Agriculture Chairwoman Stabenow Announces Support for Northern Michigan AgricultureThursday, October 02, 2014
Washington, D.C. - U.S. Senator Debbie Stabenow, Chairwoman of the Senate Committee on Agriculture, Nutrition and Forestry, today announced critical support for Northern Michigan farmers and producers across the state. The U.S. Department of Agriculture's (USDA) Specialty Crop Block Grant Program will award nearly $2 million to support 30 Michigan specialty crop projects throughout the state, which is a direct result of the 2014 Farm Bill's significant investment in locally grown food. These projects include support for cherry, apple, maple syrup, and Christmas tree growers throughout the region as well as support for the Michigan Grape and Wine Industry Council. For a complete list of Michigan projects, please visit USDA's website here.
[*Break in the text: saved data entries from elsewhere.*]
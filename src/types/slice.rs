//! Slice types: the unit of content a component publishes into the registry.

use serde::{Deserialize, Serialize};
use std::collections::BTreeMap;
use std::fmt;
use uuid::Uuid;

use crate::DEFAULT_SLICE_ORDER;

/// Free-form metadata attached to a slice.
///
/// Opaque to the registry and serializer; only emptiness is ever checked.
pub type SliceMeta = BTreeMap<String, serde_json::Value>;

/// Error returned when constructing an invalid slice id.
#[derive(Debug, Clone, PartialEq, Eq, thiserror::Error)]
pub enum SliceIdError {
    /// The id was empty or whitespace only.
    #[error("Slice id must not be empty")]
    Empty,
}

/// Unique identifier for a slice within a registry.
///
/// Caller-supplied ids should be namespaced by the owning component
/// (`"home:hero"`); generated ids are `slice-<uuid>`.
#[derive(Debug, Clone, PartialEq, Eq, PartialOrd, Ord, Hash, Serialize, Deserialize)]
#[serde(try_from = "String", into = "String")]
pub struct SliceId(String);

impl SliceId {
    /// Create a slice id, rejecting empty strings.
    pub fn new(id: impl Into<String>) -> Result<Self, SliceIdError> {
        let id = id.into();
        if id.trim().is_empty() {
            return Err(SliceIdError::Empty);
        }
        Ok(Self(id))
    }

    /// Generate a fresh id for a component instance that did not supply one.
    pub fn generate() -> Self {
        Self(format!("slice-{}", Uuid::new_v4()))
    }

    /// Get the id as a string.
    pub fn as_str(&self) -> &str {
        &self.0
    }
}

impl fmt::Display for SliceId {
    fn fmt(&self, f: &mut fmt::Formatter<'_>) -> fmt::Result {
        f.write_str(&self.0)
    }
}

impl TryFrom<String> for SliceId {
    type Error = SliceIdError;

    fn try_from(value: String) -> Result<Self, Self::Error> {
        Self::new(value)
    }
}

impl From<SliceId> for String {
    fn from(id: SliceId) -> Self {
        id.0
    }
}

/// Classification of a slice, shown in the serialized metadata line.
#[derive(Debug, Clone, Copy, PartialEq, Eq, Hash, Serialize, Deserialize)]
#[serde(rename_all = "lowercase")]
pub enum SliceKind {
    /// A whole page.
    Page,
    /// A section within a page.
    Section,
    /// The hero block at the top of a page.
    Hero,
    /// Navigation.
    Nav,
    /// Footer.
    Footer,
    /// A testimonial.
    Testimonial,
    /// Anything else.
    Generic,
}

impl SliceKind {
    /// Parse a kind from its lowercase name.
    pub fn from_str(s: &str) -> Option<Self> {
        match s.to_lowercase().as_str() {
            "page" => Some(Self::Page),
            "section" => Some(Self::Section),
            "hero" => Some(Self::Hero),
            "nav" => Some(Self::Nav),
            "footer" => Some(Self::Footer),
            "testimonial" => Some(Self::Testimonial),
            "generic" => Some(Self::Generic),
            _ => None,
        }
    }
}

impl Default for SliceKind {
    fn default() -> Self {
        Self::Generic
    }
}

impl fmt::Display for SliceKind {
    fn fmt(&self, f: &mut fmt::Formatter<'_>) -> fmt::Result {
        match self {
            Self::Page => write!(f, "page"),
            Self::Section => write!(f, "section"),
            Self::Hero => write!(f, "hero"),
            Self::Nav => write!(f, "nav"),
            Self::Footer => write!(f, "footer"),
            Self::Testimonial => write!(f, "testimonial"),
            Self::Generic => write!(f, "generic"),
        }
    }
}

/// A registered content fragment.
///
/// Slices are immutable once registered: the registry stores them behind an
/// `Arc` and every change goes through `Registry::update_slice`, which
/// replaces the stored value.
#[derive(Debug, Clone, PartialEq, Serialize, Deserialize)]
pub struct Slice {
    /// Registry key.
    pub id: SliceId,
    /// Display classification.
    #[serde(rename = "type")]
    pub kind: SliceKind,
    /// Optional heading.
    #[serde(default, skip_serializing_if = "Option::is_none")]
    pub title: Option<String>,
    /// Markdown payload, emitted verbatim.
    pub content: String,
    /// Ascending sort key.
    #[serde(default, skip_serializing_if = "Option::is_none")]
    pub order: Option<f64>,
    /// Owning route, or `"global"`.
    #[serde(default, skip_serializing_if = "Option::is_none")]
    pub path: Option<String>,
    /// Opaque metadata.
    #[serde(default, skip_serializing_if = "BTreeMap::is_empty")]
    pub meta: SliceMeta,
}

impl Slice {
    /// Create a slice with the required fields.
    pub fn new(id: SliceId, kind: SliceKind, content: impl Into<String>) -> Self {
        Self {
            id,
            kind,
            title: None,
            content: content.into(),
            order: None,
            path: None,
            meta: SliceMeta::new(),
        }
    }

    /// Set the title.
    pub fn with_title(mut self, title: impl Into<String>) -> Self {
        self.title = Some(title.into());
        self
    }

    /// Set the sort key.
    pub fn with_order(mut self, order: f64) -> Self {
        self.order = Some(order);
        self
    }

    /// Set the owning route.
    pub fn with_path(mut self, path: impl Into<String>) -> Self {
        self.path = Some(path.into());
        self
    }

    /// Add a metadata entry.
    pub fn with_meta(mut self, key: impl Into<String>, value: serde_json::Value) -> Self {
        self.meta.insert(key.into(), value);
        self
    }

    /// Sort key with the default applied.
    pub fn effective_order(&self) -> f64 {
        self.order.unwrap_or(DEFAULT_SLICE_ORDER)
    }

    /// Build a slice from a patch when no entry exists yet.
    pub(crate) fn from_patch(id: SliceId, patch: SlicePatch) -> Self {
        let mut slice = Self::new(id, SliceKind::default(), String::new());
        patch.apply_to(&mut slice);
        slice
    }
}

/// Shallow partial update for a slice.
///
/// `None` leaves a field untouched. For optional fields, `Some(None)` clears
/// the field.
#[derive(Debug, Clone, Default, PartialEq, Serialize, Deserialize)]
pub struct SlicePatch {
    /// New kind.
    #[serde(default, rename = "type")]
    pub kind: Option<SliceKind>,
    /// New title, or `Some(None)` to clear it.
    #[serde(default)]
    pub title: Option<Option<String>>,
    /// New content.
    #[serde(default)]
    pub content: Option<String>,
    /// New sort key, or `Some(None)` to clear it.
    #[serde(default)]
    pub order: Option<Option<f64>>,
    /// New path, or `Some(None)` to clear it.
    #[serde(default)]
    pub path: Option<Option<String>>,
    /// Replacement metadata.
    #[serde(default)]
    pub meta: Option<SliceMeta>,
}

impl SlicePatch {
    /// Create an empty patch.
    pub fn new() -> Self {
        Self::default()
    }

    /// Replace the content.
    pub fn content(mut self, content: impl Into<String>) -> Self {
        self.content = Some(content.into());
        self
    }

    /// Replace the title.
    pub fn title(mut self, title: impl Into<String>) -> Self {
        self.title = Some(Some(title.into()));
        self
    }

    /// Replace the sort key.
    pub fn order(mut self, order: f64) -> Self {
        self.order = Some(Some(order));
        self
    }

    /// Replace the kind.
    pub fn kind(mut self, kind: SliceKind) -> Self {
        self.kind = Some(kind);
        self
    }

    /// Whether applying this patch would change nothing.
    pub fn is_empty(&self) -> bool {
        self.kind.is_none()
            && self.title.is_none()
            && self.content.is_none()
            && self.order.is_none()
            && self.path.is_none()
            && self.meta.is_none()
    }

    /// Merge this patch into `slice`.
    pub fn apply_to(self, slice: &mut Slice) {
        if let Some(kind) = self.kind {
            slice.kind = kind;
        }
        if let Some(title) = self.title {
            slice.title = title;
        }
        if let Some(content) = self.content {
            slice.content = content;
        }
        if let Some(order) = self.order {
            slice.order = order;
        }
        if let Some(path) = self.path {
            slice.path = path;
        }
        if let Some(meta) = self.meta {
            slice.meta = meta;
        }
    }
}

/// What a component publishes: a slice minus its (optional) id.
#[derive(Debug, Clone, Default, PartialEq, Serialize, Deserialize)]
pub struct SliceDescriptor {
    /// Explicit id; generated per handle when absent.
    #[serde(default, skip_serializing_if = "Option::is_none")]
    pub id: Option<SliceId>,
    /// Display classification.
    #[serde(default, rename = "type")]
    pub kind: SliceKind,
    /// Optional heading.
    #[serde(default, skip_serializing_if = "Option::is_none")]
    pub title: Option<String>,
    /// Markdown payload.
    #[serde(default)]
    pub content: String,
    /// Ascending sort key.
    #[serde(default, skip_serializing_if = "Option::is_none")]
    pub order: Option<f64>,
    /// Owning route, or `"global"`.
    #[serde(default, skip_serializing_if = "Option::is_none")]
    pub path: Option<String>,
    /// Opaque metadata.
    #[serde(default, skip_serializing_if = "BTreeMap::is_empty")]
    pub meta: SliceMeta,
}

impl SliceDescriptor {
    /// Create a descriptor with the required fields.
    pub fn new(kind: SliceKind, content: impl Into<String>) -> Self {
        Self {
            kind,
            content: content.into(),
            ..Self::default()
        }
    }

    /// Pin an explicit id.
    pub fn with_id(mut self, id: SliceId) -> Self {
        self.id = Some(id);
        self
    }

    /// Set the title.
    pub fn with_title(mut self, title: impl Into<String>) -> Self {
        self.title = Some(title.into());
        self
    }

    /// Set the sort key.
    pub fn with_order(mut self, order: f64) -> Self {
        self.order = Some(order);
        self
    }

    /// Set the owning route.
    pub fn with_path(mut self, path: impl Into<String>) -> Self {
        self.path = Some(path.into());
        self
    }

    /// Add a metadata entry.
    pub fn with_meta(mut self, key: impl Into<String>, value: serde_json::Value) -> Self {
        self.meta.insert(key.into(), value);
        self
    }

    /// Resolve into a full slice under `id`.
    pub fn into_slice(self, id: SliceId) -> Slice {
        Slice {
            id,
            kind: self.kind,
            title: self.title,
            content: self.content,
            order: self.order,
            path: self.path,
            meta: self.meta,
        }
    }
}

/// A descriptor replaces every field wholesale when used as a patch.
impl From<SliceDescriptor> for SlicePatch {
    fn from(descriptor: SliceDescriptor) -> Self {
        Self {
            kind: Some(descriptor.kind),
            title: Some(descriptor.title),
            content: Some(descriptor.content),
            order: Some(descriptor.order),
            path: Some(descriptor.path),
            meta: Some(descriptor.meta),
        }
    }
}

#[cfg(test)]
mod tests {
    use super::*;

    fn id(s: &str) -> SliceId {
        SliceId::new(s).unwrap()
    }

    #[test]
    fn test_slice_id_rejects_empty() {
        assert_eq!(SliceId::new(""), Err(SliceIdError::Empty));
        assert_eq!(SliceId::new("   "), Err(SliceIdError::Empty));
        assert!(SliceId::new("home:hero").is_ok());
    }

    #[test]
    fn test_generated_ids_are_distinct() {
        let a = SliceId::generate();
        let b = SliceId::generate();
        assert_ne!(a, b);
        assert!(a.as_str().starts_with("slice-"));
    }

    #[test]
    fn test_kind_serializes_lowercase() {
        let json = serde_json::to_string(&SliceKind::Testimonial).unwrap();
        assert_eq!(json, "\"testimonial\"");
        assert_eq!(SliceKind::from_str("HERO"), Some(SliceKind::Hero));
        assert_eq!(SliceKind::from_str("banner"), None);
    }

    #[test]
    fn test_effective_order_defaults() {
        let unordered = Slice::new(id("a"), SliceKind::Section, "x");
        assert_eq!(unordered.effective_order(), DEFAULT_SLICE_ORDER);
        assert_eq!(unordered.with_order(5.0).effective_order(), 5.0);
    }

    #[test]
    fn test_patch_merges_shallowly() {
        let mut slice = Slice::new(id("x"), SliceKind::Hero, "A")
            .with_title("Old")
            .with_path("/");

        SlicePatch::new().content("B").apply_to(&mut slice);

        assert_eq!(slice.content, "B");
        assert_eq!(slice.title.as_deref(), Some("Old"));
        assert_eq!(slice.path.as_deref(), Some("/"));
        assert_eq!(slice.kind, SliceKind::Hero);
    }

    #[test]
    fn test_descriptor_patch_replaces_wholesale() {
        let mut slice = Slice::new(id("x"), SliceKind::Hero, "A")
            .with_title("Old")
            .with_order(10.0);

        let patch: SlicePatch = SliceDescriptor::new(SliceKind::Section, "B").into();
        patch.apply_to(&mut slice);

        assert_eq!(slice.kind, SliceKind::Section);
        assert_eq!(slice.content, "B");
        assert_eq!(slice.title, None);
        assert_eq!(slice.order, None);
    }

    #[test]
    fn test_from_patch_uses_defaults() {
        let slice = Slice::from_patch(id("late"), SlicePatch::new().content("only content"));
        assert_eq!(slice.kind, SliceKind::Generic);
        assert_eq!(slice.content, "only content");
        assert!(slice.title.is_none());
    }

    #[test]
    fn test_descriptor_deserializes_from_json() {
        let json = r#"{"type":"nav","title":"Nav","content":"- Home","order":20,"path":"global"}"#;
        let descriptor: SliceDescriptor = serde_json::from_str(json).unwrap();
        assert_eq!(descriptor.kind, SliceKind::Nav);
        assert_eq!(descriptor.order, Some(20.0));
        assert!(descriptor.id.is_none());

        let bad = r#"{"id":"","type":"nav","content":"x"}"#;
        assert!(serde_json::from_str::<SliceDescriptor>(bad).is_err());
    }
}
//! JSON-file preference store.
//!
//! Keeps every key in a single JSON object. Writes go to a uniquely named
//! sibling temp file that is renamed over the target, so a crash mid-write leaves the previous
//! contents intact.

use parking_lot::Mutex;
use std::collections::BTreeMap;
use std::fs;
use std::io::{ErrorKind, Write};
use std::path::{Path, PathBuf};
use tempfile::NamedTempFile;

use super::{PreferenceStore, StoreError};

/// Preference store backed by a JSON file on disk.
#[derive(Debug)]
pub struct FilePreferenceStore {
    path: PathBuf,
    /// Serializes read-modify-write cycles within this process.
    lock: Mutex<()>,
}

impl FilePreferenceStore {
    /// Create a store at `path`. The file is created on first write.
    pub fn new(path: impl Into<PathBuf>) -> Self {
        Self {
            path: path.into(),
            lock: Mutex::new(()),
        }
    }

    /// Path of the backing file.
    pub fn path(&self) -> &Path {
        &self.path
    }

    fn read_all(&self) -> Result<BTreeMap<String, String>, StoreError> {
        match fs::read(&self.path) {
            Ok(bytes) if bytes.is_empty() => Ok(BTreeMap::new()),
            Ok(bytes) => Ok(serde_json::from_slice(&bytes)?),
            Err(e) if e.kind() == ErrorKind::NotFound => Ok(BTreeMap::new()),
            Err(e) => Err(e.into()),
        }
    }

    fn write_all(&self, values: &BTreeMap<String, String>) -> Result<(), StoreError> {
        let parent = match self.path.parent() {
            Some(parent) if !parent.as_os_str().is_empty() => parent,
            _ => Path::new("."),
        };
        fs::create_dir_all(parent)?;

        let mut tmp = NamedTempFile::new_in(parent)?;
        tmp.write_all(&serde_json::to_vec_pretty(values)?)?;
        tmp.persist(&self.path).map_err(|e| e.error)?;
        Ok(())
    }
}

impl PreferenceStore for FilePreferenceStore {
    fn get(&self, key: &str) -> Result<Option<String>, StoreError> {
        let _guard = self.lock.lock();
        Ok(self.read_all()?.remove(key))
    }

    fn set(&self, key: &str, value: &str) -> Result<(), StoreError> {
        let _guard = self.lock.lock();
        // A corrupt file is replaced rather than blocking every future write.
        let mut values = match self.read_all() {
            Ok(values) => values,
            Err(StoreError::Serialization(e)) => {
                tracing::warn!(
                    path = %self.path.display(),
                    error = %e,
                    "discarding corrupt preference file"
                );
                BTreeMap::new()
            }
            Err(e) => return Err(e),
        };
        values.insert(key.to_string(), value.to_string());
        self.write_all(&values)
    }
}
Chairwoman Stabenow said: "One of my top priorities was making sure the 2014 Farm Bill had major support for the fruits and vegetables we grow in Michigan, which gives families better access to local food options and supports our economy. Today's announcement is great news for Michigan farmers who will have additional tools and resources to help promote and sell their products to consumers, protect their crops from pests and disease, and develop better production practices."
In 2008, Senator Stabenow authored the first ever fruits and vegetables section of a Farm Bill in history that supported so-called "specialty crops" - fruits, vegetables, tree nuts, nursery products, and floriculture. Prior to 2008, farm bills focused largely on commodity crops but had no section dedicated to fruits and vegetables. Stabenow's 2014 Farm Bill, signed into law by President Obama in Michigan earlier this year, strengthens support for specialty crops and makes major investments in organic crops and local and regional food hubs.
Michigan produces a wider diversity of crops than any state but California, including many fruits and vegetables. Michigan is the national leader in the production of over 18 types of crops, and Michigan specialty crop production has increased 33 percent in the last decade. Agriculture is Michigan's second-largest industry.